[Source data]
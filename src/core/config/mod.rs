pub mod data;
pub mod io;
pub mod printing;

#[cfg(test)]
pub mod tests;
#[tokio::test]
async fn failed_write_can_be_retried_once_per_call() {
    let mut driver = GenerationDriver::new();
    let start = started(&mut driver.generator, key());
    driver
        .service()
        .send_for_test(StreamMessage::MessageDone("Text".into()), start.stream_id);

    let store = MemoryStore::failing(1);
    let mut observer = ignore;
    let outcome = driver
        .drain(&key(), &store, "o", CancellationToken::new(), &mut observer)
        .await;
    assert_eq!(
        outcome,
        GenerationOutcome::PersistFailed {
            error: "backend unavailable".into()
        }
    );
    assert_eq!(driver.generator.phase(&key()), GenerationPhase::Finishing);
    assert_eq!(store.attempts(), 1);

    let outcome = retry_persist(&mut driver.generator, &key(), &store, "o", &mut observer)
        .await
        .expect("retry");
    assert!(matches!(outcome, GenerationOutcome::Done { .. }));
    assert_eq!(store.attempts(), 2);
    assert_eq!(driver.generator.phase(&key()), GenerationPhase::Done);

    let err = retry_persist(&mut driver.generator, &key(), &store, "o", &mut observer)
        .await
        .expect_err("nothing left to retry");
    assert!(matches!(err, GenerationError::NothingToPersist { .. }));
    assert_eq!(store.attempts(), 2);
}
==
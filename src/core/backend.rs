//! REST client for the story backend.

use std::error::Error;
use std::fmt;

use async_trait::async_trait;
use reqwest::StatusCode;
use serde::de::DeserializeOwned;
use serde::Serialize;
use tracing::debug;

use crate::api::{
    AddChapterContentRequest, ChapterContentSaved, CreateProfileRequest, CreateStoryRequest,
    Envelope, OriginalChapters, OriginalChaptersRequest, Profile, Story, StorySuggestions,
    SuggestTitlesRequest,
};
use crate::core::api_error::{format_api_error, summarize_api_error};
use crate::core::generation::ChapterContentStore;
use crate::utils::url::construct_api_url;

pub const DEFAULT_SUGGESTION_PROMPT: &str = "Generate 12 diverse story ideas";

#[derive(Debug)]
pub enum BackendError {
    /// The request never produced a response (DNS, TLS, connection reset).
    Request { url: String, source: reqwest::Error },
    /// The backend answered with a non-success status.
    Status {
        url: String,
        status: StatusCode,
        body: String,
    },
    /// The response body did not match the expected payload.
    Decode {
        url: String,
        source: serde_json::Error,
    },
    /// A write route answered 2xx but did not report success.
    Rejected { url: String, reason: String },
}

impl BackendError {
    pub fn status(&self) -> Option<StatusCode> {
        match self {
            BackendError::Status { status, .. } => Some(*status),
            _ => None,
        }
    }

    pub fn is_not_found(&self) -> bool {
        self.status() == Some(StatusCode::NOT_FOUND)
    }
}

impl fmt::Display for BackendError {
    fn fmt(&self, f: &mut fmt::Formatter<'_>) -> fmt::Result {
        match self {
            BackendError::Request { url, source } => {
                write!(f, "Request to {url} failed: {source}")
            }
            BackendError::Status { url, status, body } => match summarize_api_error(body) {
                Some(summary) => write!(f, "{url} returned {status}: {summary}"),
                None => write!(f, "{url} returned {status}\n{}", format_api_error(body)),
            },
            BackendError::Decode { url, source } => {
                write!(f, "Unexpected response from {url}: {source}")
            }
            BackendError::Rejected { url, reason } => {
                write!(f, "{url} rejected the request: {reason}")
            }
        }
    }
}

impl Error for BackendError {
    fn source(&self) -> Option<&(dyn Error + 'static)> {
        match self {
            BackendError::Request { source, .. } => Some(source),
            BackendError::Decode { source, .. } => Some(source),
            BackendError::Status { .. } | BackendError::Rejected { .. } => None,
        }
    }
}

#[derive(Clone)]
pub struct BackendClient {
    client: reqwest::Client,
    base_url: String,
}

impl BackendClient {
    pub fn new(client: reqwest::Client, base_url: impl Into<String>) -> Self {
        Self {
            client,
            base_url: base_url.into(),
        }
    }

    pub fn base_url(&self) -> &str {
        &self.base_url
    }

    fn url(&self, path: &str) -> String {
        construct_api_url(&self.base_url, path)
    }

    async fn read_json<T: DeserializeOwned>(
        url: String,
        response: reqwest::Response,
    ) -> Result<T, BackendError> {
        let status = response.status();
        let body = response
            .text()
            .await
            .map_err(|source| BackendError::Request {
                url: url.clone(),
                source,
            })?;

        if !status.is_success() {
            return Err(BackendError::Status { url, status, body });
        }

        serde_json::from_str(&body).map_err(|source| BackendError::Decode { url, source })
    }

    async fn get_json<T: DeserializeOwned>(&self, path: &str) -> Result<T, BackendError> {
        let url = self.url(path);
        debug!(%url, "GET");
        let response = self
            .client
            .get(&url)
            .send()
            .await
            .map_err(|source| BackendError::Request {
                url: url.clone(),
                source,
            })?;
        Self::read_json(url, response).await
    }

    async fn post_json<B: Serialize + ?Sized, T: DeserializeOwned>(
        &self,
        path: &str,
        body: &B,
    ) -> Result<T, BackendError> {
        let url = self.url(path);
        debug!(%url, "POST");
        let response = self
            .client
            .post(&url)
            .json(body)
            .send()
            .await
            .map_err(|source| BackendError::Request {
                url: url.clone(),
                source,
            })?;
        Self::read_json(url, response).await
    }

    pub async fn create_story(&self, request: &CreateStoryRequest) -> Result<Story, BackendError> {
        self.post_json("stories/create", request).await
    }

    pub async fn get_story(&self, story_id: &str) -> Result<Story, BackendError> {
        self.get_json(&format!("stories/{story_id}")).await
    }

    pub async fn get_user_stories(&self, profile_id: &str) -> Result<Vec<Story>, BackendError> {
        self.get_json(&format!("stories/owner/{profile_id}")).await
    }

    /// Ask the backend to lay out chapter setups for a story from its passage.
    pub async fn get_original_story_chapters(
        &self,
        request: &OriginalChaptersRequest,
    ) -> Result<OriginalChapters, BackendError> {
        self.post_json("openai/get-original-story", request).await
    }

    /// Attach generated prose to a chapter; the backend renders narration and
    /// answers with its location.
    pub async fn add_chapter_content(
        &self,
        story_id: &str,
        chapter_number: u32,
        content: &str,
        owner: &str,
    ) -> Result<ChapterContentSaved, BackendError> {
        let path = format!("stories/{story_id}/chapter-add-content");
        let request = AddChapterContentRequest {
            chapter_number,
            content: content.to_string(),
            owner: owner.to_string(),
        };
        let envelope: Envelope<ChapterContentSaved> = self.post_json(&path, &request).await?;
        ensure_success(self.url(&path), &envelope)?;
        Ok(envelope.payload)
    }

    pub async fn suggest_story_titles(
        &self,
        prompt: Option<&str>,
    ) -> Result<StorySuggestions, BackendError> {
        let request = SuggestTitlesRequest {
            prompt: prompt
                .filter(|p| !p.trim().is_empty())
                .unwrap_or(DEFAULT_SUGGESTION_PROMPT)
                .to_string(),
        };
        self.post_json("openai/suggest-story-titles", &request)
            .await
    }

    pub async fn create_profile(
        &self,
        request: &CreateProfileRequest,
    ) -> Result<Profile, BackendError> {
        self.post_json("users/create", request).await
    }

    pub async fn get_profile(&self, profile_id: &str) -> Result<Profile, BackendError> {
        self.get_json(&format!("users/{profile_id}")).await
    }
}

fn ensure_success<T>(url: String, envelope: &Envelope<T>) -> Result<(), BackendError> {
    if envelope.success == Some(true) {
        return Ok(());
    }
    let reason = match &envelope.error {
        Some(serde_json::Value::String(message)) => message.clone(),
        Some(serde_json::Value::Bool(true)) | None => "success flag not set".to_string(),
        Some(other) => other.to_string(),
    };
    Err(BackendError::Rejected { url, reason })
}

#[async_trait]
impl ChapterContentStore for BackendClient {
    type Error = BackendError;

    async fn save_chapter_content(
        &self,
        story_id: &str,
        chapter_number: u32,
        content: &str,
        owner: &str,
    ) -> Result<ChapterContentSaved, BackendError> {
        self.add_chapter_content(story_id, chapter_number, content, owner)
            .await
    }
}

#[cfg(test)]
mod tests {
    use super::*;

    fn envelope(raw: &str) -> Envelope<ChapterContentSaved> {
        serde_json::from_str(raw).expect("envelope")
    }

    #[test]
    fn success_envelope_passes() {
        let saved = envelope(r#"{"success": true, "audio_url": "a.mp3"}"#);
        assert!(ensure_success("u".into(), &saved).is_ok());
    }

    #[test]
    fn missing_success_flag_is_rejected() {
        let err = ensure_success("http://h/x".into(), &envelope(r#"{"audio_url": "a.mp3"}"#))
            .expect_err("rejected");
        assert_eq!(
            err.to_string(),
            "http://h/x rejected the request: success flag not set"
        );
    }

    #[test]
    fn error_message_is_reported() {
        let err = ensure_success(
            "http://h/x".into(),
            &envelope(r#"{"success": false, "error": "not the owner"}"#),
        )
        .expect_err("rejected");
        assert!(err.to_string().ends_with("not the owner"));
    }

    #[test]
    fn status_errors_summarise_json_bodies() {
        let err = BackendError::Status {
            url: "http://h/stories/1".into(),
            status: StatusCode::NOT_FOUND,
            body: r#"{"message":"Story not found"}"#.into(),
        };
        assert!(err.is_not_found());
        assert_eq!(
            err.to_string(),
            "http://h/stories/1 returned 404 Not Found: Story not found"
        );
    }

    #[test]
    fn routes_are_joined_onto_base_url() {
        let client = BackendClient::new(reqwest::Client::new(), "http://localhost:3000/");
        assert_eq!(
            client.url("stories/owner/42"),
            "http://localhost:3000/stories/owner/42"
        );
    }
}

Aim of the task: Gather each line from the entries above that includes the word "localhost".

Exercise result:
        let client = BackendClient::new(reqwest::Client::new(), "http://localhost:3000/");
            "http://localhost:3000/stories/owner/42"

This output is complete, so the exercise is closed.